Anomodonts are an extinct group of ancient mammal-relatives (nonmammalian synapsids), and during the Permian and Triassic periods of Earth history, they were the most diverse and abundant tetrapod herbivores. In 1944, the paleontologist Everett Olson published a long paper describing the braincase morphology of several nonmammalian synapsid specimens, including anomodonts, in the Field Museum's paleontology collections. To carry out this work, Olson serially-sectioned the specimens, essentially cutting them into thin slices and then studying the arrangement of the bones exposed in the successive cross-sections. Unfortunately, Olson did not provide detailed identifications for the specimens he sectioned, making it hard to use his data in further comparative studies. Of particular interest is a specimen he identified only as “Anomodont A,” which may be a rare specimen of a non-dicynodont anomodont. The sections that Olson made are still housed in the Geology Department's collections.
Research methods and techniques: In this project we will first scan the sections that Olson made, and then will make virtual 3D reconstructions of the specimens using software designed for processing CT scan data. Once the reconstructions are available, it should be possible to identify the specimens more precisely, making the specimens much more valuable for research on synapsid braincase evolution.
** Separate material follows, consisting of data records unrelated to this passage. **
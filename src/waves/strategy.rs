//! Pluggable displacement strategies selected at configuration time.

use std::f64::consts::{FRAC_PI_2, TAU};

use super::component::WaveComponent;
use super::evaluator::{Displacement, WaveEvaluator};
use super::jitter::JitterKey;
use crate::error::Result;
use crate::params::{StrategyKind, SurfaceParams};
use crate::spectral::{Complex, SpectralField};

/// Capability interface driving vertex displacement.
///
/// `begin_pass` runs once per mesh update before any `evaluate` call and is
/// the only place a strategy may mutate itself. `evaluate` must be pure so
/// chunks can be evaluated in parallel.
pub trait DisplacementStrategy: Send + Sync {
    fn kind(&self) -> StrategyKind;

    fn begin_pass(&mut self, _time: f64, _delta_time: f64, _components: &[WaveComponent]) {}

    fn evaluate(&self, x: f64, y: f64, time: f64, components: &[WaveComponent]) -> Displacement;
}

/// Build the strategy named by `params`
pub fn from_params(params: &SurfaceParams) -> Result<Box<dyn DisplacementStrategy>> {
    params.validate()?;
    let evaluator = WaveEvaluator::new(params.noise_seed, params.jitter_seed)
        .with_horizontal_squish(params.horizontal_squish());

    log::debug!(
        "Displacement strategy: {} (horizontal squish: {:?})",
        params.strategy.name(),
        params.horizontal_squish()
    );

    Ok(match params.strategy {
        StrategyKind::Trochoidal => Box::new(TrochoidalStrategy::new(evaluator)),
        StrategyKind::Gerstner => Box::new(GerstnerStrategy::new(evaluator)),
        StrategyKind::Spectral => {
            Box::new(SpectralStrategy::new(evaluator, params.spectral_size)?)
        }
    })
}

/// Time-based phase: `advance = time * wave_speed`
#[derive(Debug, Clone)]
pub struct GerstnerStrategy {
    evaluator: WaveEvaluator,
}

impl GerstnerStrategy {
    pub fn new(evaluator: WaveEvaluator) -> Self {
        Self { evaluator }
    }
}

impl DisplacementStrategy for GerstnerStrategy {
    fn kind(&self) -> StrategyKind {
        StrategyKind::Gerstner
    }

    fn evaluate(&self, x: f64, y: f64, time: f64, components: &[WaveComponent]) -> Displacement {
        self.evaluator.evaluate(x, y, time, components)
    }
}

/// Running phase per component, advanced by `wave_speed * delta_time` each pass
#[derive(Debug, Clone)]
pub struct TrochoidalStrategy {
    evaluator: WaveEvaluator,
    phases: Vec<f64>,
}

impl TrochoidalStrategy {
    pub fn new(evaluator: WaveEvaluator) -> Self {
        Self {
            evaluator,
            phases: Vec::new(),
        }
    }

    /// Accumulated phase per component index
    pub fn phases(&self) -> &[f64] {
        &self.phases
    }
}

impl DisplacementStrategy for TrochoidalStrategy {
    fn kind(&self) -> StrategyKind {
        StrategyKind::Trochoidal
    }

    fn begin_pass(&mut self, _time: f64, delta_time: f64, components: &[WaveComponent]) {
        self.phases.resize(components.len(), 0.0);
        for (phase, component) in self.phases.iter_mut().zip(components) {
            *phase = (*phase + component.wave_speed * delta_time).rem_euclid(TAU);
        }
    }

    fn evaluate(&self, x: f64, y: f64, time: f64, components: &[WaveComponent]) -> Displacement {
        self.evaluator.evaluate_with(x, y, time, components, |ci, _| {
            self.phases.get(ci).copied().unwrap_or(0.0)
        })
    }
}

/// Periodic height field re-synthesized by FFT once per pass.
///
/// Each displacement is snapped to its nearest frequency bin; jitter and
/// noise modulation are drawn once per displacement per pass (a single bin
/// cannot vary with position).
#[derive(Debug, Clone)]
pub struct SpectralStrategy {
    evaluator: WaveEvaluator,
    field: SpectralField,
}

impl SpectralStrategy {
    pub fn new(evaluator: WaveEvaluator, size: usize) -> Result<Self> {
        Ok(Self {
            evaluator,
            field: SpectralField::new(size)?,
        })
    }
}

/// Nearest bin for wavenumber `k` (radians per unit) on an `n`-sample tile
fn frequency_bin(k: f64, n: usize) -> usize {
    let bin = (k * n as f64 / TAU).round() as i64;
    bin.rem_euclid(n as i64) as usize
}

impl DisplacementStrategy for SpectralStrategy {
    fn kind(&self) -> StrategyKind {
        StrategyKind::Spectral
    }

    fn begin_pass(&mut self, time: f64, _delta_time: f64, components: &[WaveComponent]) {
        let n = self.field.size();
        let spectrum = self.field.spectrum_mut();
        spectrum.fill(Complex::ZERO);

        for (ci, component) in components.iter().enumerate() {
            if component.displacements.is_empty() {
                continue;
            }
            let offset = self.evaluator.modulation(time, component);
            let advance = time * component.wave_speed;

            for (di, displacement) in component.displacements.iter().enumerate() {
                let key = JitterKey {
                    x: 0.0,
                    y: 0.0,
                    time,
                    component: ci,
                    displacement: di,
                };
                let wave = self.evaluator.resolve(key, component, displacement, offset);
                let k = displacement.direction * wave.frequency;
                let bin = frequency_bin(k.y, n) * n + frequency_bin(k.x, n);
                // cos(θ - π/2) = sin(θ)
                spectrum[bin] +=
                    Complex::from_polar(wave.amplitude, wave.phase + advance - FRAC_PI_2);
            }
        }

        self.field.rebuild();
    }

    fn evaluate(&self, x: f64, y: f64, _time: f64, _components: &[WaveComponent]) -> Displacement {
        let height = self.field.sample(x, y);
        Displacement {
            height,
            horizontal: self
                .evaluator
                .horizontal_squish()
                .map_or(0.0, |squish| height * squish),
        }
    }
}

#[cfg(test)]
mod tests {
    use super::*;
    use crate::waves::WaveDisplacement;
    use glam::DVec2;

    fn one_wave(frequency: f64, wave_speed: f64) -> Vec<WaveComponent> {
        vec![WaveComponent::new("w")
            .with_wave_speed(wave_speed)
            .with_displacement(WaveDisplacement::new(0.8, frequency, 0.25, DVec2::X))]
    }

    #[test]
    fn test_from_params_selects_kind() {
        for kind in [
            StrategyKind::Trochoidal,
            StrategyKind::Gerstner,
            StrategyKind::Spectral,
        ] {
            let params = SurfaceParams {
                strategy: kind,
                ..SurfaceParams::default()
            };
            assert_eq!(from_params(&params).unwrap().kind(), kind);
        }

        let bad = SurfaceParams {
            chunk_size: 5,
            ..SurfaceParams::default()
        };
        assert!(from_params(&bad).is_err());
    }

    #[test]
    fn test_trochoidal_accumulates_phase() {
        let mut strategy = TrochoidalStrategy::new(WaveEvaluator::new(0, 0));
        let components = one_wave(1.0, 2.0);

        strategy.begin_pass(0.0, 0.1, &components);
        strategy.begin_pass(0.1, 0.1, &components);
        assert!((strategy.phases()[0] - 0.4).abs() < 1e-12);

        // Phase replaces time * wave_speed; the `time` argument only feeds noise
        let expected = 0.8 * (0.0 + strategy.phases()[0] + 0.25).sin();
        let d = strategy.evaluate(0.0, 0.0, 123.0, &components);
        assert!((d.height - expected).abs() < 1e-12);
    }

    #[test]
    fn test_trochoidal_tracks_component_count() {
        let mut strategy = TrochoidalStrategy::new(WaveEvaluator::new(0, 0));
        let mut components = one_wave(1.0, 1.0);
        strategy.begin_pass(0.0, 1.0, &components);
        components.push(WaveComponent::new("extra").with_wave_speed(3.0));
        strategy.begin_pass(0.0, 1.0, &components);
        assert_eq!(strategy.phases().len(), 2);
        assert!((strategy.phases()[1] - 3.0).abs() < 1e-12);
    }

    #[test]
    fn test_gerstner_matches_time_convention() {
        let strategy = GerstnerStrategy::new(WaveEvaluator::new(0, 0));
        let components = one_wave(0.5, 1.5);
        let d = strategy.evaluate(2.0, 7.0, 3.0, &components);
        let expected = 0.8 * (2.0 * 0.5 + 3.0 * 1.5 + 0.25_f64).sin();
        assert_eq!(d.height, expected);
        assert_eq!(d.horizontal, 0.0);
    }

    #[test]
    fn test_spectral_reproduces_bin_exact_wave() {
        let n = 32;
        let mut strategy = SpectralStrategy::new(WaveEvaluator::new(0, 0), n).unwrap();
        // Exactly 3 cycles across the tile
        let frequency = TAU * 3.0 / n as f64;
        let components = one_wave(frequency, 0.7);
        let time = 1.3;
        strategy.begin_pass(time, 0.016, &components);

        for y in 0..8 {
            for x in 0..40 {
                let (x, y) = (x as f64, y as f64);
                let expected = 0.8 * (x * frequency + time * 0.7 + 0.25).sin();
                let d = strategy.evaluate(x, y, time, &components);
                assert!((d.height - expected).abs() < 1e-9, "({}, {})", x, y);
            }
        }
    }

    #[test]
    fn test_spectral_negative_direction_wraps() {
        let n = 16;
        let mut strategy = SpectralStrategy::new(WaveEvaluator::new(0, 0), n).unwrap();
        let frequency = TAU * 2.0 / n as f64;
        let components = vec![WaveComponent::new("w").with_displacement(WaveDisplacement::new(
            1.0,
            frequency,
            0.0,
            DVec2::new(0.0, -1.0),
        ))];
        strategy.begin_pass(0.0, 0.0, &components);

        for y in 0..n {
            let expected = (-(y as f64) * frequency).sin();
            let d = strategy.evaluate(5.0, y as f64, 0.0, &components);
            assert!((d.height - expected).abs() < 1e-9);
        }
    }

    #[test]
    fn test_frequency_bin_rounding() {
        assert_eq!(frequency_bin(0.0, 8), 0);
        assert_eq!(frequency_bin(TAU / 8.0, 8), 1);
        assert_eq!(frequency_bin(-TAU / 8.0, 8), 7);
        assert_eq!(frequency_bin(TAU, 8), 0);
    }
}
Curator/Advisor: Dr. Kenneth D. Angielczyk (Geology)
REU Intern: FLORENCE LIN
University of Illinois at Urbana-Champaign
Symposium Presentation Title: Who is Anomodont A? Archiving and Reconstructing Serially-sectioned Dicynodont Skulls
Symposium Presentation Abstract: Anomodontia is the most successful group of extinct therapsids, surviving the Earth’s largest mass extinction and occurring on every continent from the middle Permian through the late Triassic. In 1944, Everett Olson serially-sectioned several therapsid specimens and then created nitrocellulose peels from the specimens. Among the remaining peels were those from various specimens of anomodontia, cynodontia, and therocephalia. Due to the fragility of the peels, we wanted to digitally archive them to improve accessibility for researchers. Of particular interest was the specimen that Olson designated Anomodont A, which possessed an elongated snout and anteriorly-positioned canines, similar to those seen in basal anomodonts. Because basal anomodonts are rare and poorly known, it would be of great interest if we could confirm such an identity for Anomodont A. We scanned the individual peels and then stacked the slices in Amira to create a 3-D reconstruction. We labeled prominent morphological features such as the canines, external nares, and postcanine teeth, and used these characteristics in comparisons with 23 species of basal anomodonts and dicynodonts from the middle Permian. Our 3-D reconstruction of Anomodont A revealed the presence of a secondary palate and tusk. Furthermore, it possessed a shorter, very dicynodont-like snout and no premaxillary teeth, making it highly unlikely for Anomodont A to have been a basal anomodont. Instead, it shared a considerable number of similarities with basal dicynodonts such as Brachyprosopus, Chelydontops, and Pristerodon. The resemblance between Anomodont A and basal dicynodonts indicates that Olson’s depiction is inaccurate. Correctly identifying and archiving Olson’s specimens is important because it allows researchers to more accurately apply Olson’s data on braincase morphology to modern phylogenetic and evolutionary questions.